*** Block opens ***

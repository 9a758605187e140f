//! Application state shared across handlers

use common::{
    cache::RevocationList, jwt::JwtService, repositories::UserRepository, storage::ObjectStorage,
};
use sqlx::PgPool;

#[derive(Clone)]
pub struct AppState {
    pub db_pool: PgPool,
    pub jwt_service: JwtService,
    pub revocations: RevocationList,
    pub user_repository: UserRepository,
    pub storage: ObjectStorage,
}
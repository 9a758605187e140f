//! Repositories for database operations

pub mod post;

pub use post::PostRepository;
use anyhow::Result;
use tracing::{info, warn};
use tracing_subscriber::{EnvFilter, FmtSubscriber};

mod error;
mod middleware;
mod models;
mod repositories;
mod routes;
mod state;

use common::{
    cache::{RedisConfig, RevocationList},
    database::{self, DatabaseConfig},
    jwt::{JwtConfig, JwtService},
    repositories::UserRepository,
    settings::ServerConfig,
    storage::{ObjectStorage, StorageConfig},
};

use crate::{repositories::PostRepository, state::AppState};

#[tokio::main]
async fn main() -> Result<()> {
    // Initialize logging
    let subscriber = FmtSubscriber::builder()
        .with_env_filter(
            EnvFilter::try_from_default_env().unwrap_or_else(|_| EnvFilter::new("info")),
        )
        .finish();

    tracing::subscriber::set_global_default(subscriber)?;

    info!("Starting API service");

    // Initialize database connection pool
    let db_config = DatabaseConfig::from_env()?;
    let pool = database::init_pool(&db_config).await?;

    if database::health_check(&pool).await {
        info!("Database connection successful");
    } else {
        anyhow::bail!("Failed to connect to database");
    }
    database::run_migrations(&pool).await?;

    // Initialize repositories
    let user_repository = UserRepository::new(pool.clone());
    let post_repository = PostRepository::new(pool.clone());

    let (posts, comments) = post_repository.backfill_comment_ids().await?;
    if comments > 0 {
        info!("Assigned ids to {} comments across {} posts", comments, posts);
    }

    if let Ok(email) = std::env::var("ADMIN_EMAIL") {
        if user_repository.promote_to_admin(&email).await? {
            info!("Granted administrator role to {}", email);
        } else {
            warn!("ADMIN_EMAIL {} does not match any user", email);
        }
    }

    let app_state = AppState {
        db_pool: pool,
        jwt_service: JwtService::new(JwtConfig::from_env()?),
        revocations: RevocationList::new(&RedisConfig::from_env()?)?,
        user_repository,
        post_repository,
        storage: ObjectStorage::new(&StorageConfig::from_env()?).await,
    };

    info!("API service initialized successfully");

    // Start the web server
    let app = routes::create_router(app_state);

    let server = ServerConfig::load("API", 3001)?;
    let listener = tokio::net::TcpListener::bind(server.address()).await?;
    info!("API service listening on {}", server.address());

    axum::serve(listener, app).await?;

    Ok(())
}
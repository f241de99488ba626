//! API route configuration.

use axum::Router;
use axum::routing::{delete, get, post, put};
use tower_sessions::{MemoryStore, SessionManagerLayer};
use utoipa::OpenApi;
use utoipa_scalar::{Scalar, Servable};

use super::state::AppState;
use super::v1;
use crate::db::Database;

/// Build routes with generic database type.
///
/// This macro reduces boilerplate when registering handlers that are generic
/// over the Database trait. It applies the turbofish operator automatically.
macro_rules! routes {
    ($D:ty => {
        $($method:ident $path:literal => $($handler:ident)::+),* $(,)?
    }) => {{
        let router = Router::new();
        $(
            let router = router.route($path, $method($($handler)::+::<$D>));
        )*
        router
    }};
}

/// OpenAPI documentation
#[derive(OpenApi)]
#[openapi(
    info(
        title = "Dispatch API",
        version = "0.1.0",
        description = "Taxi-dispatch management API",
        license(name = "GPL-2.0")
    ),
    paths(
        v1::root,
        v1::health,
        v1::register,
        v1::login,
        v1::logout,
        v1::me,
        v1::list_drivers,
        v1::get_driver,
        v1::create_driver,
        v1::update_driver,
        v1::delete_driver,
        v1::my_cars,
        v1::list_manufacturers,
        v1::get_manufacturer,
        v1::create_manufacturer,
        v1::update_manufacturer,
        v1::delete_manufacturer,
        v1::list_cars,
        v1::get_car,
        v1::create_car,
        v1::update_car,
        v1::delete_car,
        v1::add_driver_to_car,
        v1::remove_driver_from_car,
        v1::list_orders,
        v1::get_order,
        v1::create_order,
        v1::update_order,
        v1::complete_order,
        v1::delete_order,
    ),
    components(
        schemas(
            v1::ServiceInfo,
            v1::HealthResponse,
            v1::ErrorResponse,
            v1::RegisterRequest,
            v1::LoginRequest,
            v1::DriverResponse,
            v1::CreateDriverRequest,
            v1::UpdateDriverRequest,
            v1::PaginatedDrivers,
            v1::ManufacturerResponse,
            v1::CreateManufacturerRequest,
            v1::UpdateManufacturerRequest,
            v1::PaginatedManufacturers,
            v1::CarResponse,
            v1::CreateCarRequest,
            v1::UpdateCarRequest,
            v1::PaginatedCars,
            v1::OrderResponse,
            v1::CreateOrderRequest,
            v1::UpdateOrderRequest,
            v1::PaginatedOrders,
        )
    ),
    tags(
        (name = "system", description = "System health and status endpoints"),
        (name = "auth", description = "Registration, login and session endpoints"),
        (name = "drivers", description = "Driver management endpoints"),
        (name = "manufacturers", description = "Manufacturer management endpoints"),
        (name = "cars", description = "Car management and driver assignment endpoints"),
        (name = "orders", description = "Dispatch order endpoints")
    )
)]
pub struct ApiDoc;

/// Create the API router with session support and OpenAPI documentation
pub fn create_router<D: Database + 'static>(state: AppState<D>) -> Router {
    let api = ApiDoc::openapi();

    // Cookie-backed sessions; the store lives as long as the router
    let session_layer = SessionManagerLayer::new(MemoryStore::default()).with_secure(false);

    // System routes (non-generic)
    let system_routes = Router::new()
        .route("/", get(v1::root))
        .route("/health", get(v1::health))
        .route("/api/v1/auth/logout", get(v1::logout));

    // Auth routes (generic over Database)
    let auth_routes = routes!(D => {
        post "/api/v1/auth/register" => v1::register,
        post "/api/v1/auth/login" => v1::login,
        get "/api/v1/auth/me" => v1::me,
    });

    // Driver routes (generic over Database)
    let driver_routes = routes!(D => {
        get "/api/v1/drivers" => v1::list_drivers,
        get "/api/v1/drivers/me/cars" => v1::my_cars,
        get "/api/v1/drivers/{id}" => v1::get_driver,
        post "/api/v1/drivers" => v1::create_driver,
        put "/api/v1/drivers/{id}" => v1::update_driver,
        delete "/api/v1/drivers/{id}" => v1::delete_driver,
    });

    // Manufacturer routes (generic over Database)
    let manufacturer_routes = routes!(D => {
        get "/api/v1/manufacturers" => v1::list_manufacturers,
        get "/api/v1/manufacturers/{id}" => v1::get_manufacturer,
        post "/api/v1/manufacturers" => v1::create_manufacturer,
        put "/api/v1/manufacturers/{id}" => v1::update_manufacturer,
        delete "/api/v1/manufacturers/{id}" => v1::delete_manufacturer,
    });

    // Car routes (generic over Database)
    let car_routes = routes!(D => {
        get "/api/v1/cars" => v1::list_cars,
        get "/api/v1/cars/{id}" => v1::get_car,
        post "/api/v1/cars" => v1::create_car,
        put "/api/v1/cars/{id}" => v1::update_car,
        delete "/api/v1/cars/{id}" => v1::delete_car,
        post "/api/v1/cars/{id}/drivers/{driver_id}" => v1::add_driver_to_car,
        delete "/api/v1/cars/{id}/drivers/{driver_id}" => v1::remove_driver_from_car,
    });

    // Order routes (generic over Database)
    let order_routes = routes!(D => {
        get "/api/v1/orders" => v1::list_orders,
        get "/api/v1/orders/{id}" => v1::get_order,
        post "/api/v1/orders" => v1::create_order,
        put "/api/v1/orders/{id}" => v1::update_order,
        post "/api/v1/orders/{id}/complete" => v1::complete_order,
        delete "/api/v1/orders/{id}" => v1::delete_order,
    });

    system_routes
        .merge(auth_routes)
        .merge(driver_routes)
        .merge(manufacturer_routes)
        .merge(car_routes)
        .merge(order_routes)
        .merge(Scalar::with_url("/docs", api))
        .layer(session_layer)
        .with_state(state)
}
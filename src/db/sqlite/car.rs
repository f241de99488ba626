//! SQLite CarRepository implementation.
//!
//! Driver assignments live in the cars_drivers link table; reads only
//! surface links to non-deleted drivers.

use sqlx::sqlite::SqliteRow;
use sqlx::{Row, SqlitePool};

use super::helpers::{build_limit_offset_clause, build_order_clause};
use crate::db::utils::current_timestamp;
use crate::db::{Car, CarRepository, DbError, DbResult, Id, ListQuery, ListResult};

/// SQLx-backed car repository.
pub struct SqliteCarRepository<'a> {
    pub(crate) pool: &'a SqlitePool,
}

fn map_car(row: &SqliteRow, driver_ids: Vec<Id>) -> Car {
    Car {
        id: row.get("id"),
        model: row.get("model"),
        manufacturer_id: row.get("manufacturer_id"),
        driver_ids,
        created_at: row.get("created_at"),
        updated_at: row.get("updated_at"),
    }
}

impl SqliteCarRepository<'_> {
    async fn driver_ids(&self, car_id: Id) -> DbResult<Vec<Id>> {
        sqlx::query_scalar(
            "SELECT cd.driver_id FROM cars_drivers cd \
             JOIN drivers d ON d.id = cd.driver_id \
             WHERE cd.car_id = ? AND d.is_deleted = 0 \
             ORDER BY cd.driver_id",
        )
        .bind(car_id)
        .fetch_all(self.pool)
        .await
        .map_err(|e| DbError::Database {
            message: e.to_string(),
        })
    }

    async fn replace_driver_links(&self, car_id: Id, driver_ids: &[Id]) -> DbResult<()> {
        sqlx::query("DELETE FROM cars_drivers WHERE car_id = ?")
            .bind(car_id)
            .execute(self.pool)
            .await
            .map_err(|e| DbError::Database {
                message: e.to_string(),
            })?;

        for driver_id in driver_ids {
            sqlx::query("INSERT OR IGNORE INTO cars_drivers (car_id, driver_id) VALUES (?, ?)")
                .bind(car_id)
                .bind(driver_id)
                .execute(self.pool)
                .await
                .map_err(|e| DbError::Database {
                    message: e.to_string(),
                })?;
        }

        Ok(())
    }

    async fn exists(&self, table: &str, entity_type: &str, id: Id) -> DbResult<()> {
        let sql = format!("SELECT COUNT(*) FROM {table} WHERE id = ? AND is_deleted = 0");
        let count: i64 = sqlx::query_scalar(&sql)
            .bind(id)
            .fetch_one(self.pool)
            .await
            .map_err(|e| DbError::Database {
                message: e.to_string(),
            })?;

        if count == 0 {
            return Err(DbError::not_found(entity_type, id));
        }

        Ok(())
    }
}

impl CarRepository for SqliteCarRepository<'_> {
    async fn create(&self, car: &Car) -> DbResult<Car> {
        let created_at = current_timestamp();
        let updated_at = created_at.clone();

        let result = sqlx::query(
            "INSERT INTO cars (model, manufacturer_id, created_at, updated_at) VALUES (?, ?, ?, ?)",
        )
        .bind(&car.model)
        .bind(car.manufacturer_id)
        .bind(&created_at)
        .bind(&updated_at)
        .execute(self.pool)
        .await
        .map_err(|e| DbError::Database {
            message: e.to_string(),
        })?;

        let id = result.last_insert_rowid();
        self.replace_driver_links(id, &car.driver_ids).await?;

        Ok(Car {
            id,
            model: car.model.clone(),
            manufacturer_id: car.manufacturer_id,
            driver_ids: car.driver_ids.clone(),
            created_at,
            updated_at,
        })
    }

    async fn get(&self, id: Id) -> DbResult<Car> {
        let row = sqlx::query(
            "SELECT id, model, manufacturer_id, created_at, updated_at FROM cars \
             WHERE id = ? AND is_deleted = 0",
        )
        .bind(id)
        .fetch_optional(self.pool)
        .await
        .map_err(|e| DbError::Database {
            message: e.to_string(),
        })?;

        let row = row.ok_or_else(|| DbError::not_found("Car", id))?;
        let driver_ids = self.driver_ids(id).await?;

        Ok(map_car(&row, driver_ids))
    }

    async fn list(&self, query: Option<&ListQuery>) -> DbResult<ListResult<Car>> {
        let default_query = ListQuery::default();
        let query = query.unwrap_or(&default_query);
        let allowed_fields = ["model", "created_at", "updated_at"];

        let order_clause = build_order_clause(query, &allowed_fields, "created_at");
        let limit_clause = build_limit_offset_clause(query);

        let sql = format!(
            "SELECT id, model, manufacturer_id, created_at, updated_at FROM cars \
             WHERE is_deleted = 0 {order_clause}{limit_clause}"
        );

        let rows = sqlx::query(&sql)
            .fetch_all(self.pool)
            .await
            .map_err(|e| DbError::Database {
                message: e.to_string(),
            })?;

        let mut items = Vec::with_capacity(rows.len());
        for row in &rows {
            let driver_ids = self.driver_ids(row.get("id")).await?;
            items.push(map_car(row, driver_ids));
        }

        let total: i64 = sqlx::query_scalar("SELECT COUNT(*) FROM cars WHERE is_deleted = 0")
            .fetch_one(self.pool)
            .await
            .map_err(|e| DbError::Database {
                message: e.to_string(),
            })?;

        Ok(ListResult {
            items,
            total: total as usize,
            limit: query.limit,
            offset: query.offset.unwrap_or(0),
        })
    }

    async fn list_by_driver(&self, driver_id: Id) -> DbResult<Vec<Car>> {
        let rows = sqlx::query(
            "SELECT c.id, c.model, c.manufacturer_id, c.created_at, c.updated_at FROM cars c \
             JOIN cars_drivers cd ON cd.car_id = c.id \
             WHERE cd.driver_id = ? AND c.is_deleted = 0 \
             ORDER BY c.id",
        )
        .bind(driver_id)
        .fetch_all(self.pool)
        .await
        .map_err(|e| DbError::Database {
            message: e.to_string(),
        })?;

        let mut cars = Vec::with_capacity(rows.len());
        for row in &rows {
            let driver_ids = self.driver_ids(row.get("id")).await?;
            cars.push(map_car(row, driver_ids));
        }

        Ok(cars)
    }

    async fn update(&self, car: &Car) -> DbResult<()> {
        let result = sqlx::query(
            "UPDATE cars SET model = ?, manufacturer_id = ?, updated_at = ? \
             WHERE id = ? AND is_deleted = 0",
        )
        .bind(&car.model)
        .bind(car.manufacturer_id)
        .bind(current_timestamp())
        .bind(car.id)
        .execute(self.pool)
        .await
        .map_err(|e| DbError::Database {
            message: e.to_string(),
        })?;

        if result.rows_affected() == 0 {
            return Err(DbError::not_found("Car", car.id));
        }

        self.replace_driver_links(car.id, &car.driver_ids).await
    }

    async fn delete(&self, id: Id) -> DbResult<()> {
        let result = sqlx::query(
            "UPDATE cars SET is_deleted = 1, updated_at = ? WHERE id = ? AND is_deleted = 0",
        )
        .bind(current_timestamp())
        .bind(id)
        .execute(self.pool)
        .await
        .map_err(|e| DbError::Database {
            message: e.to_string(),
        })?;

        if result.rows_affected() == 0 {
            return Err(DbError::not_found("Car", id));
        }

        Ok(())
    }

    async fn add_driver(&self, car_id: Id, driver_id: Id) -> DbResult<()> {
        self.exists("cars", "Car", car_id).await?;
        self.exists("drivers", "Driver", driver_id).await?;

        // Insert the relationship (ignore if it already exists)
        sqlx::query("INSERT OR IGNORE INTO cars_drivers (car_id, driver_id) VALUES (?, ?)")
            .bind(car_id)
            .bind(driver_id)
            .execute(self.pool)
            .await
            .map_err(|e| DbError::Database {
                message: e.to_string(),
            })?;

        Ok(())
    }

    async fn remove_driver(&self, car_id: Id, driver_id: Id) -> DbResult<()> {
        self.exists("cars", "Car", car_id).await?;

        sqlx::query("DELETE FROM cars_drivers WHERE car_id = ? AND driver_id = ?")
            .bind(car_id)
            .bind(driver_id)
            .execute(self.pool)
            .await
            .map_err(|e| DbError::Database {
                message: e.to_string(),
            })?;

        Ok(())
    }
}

*** Block closes ***

EXERCISE REQUIREMENTS: Look through the material for "super". Copy each line that has it.

WRITTEN ANSWER:
use super::state::AppState;
use super::v1;
use super::helpers::{build_limit_offset_clause, build_order_clause};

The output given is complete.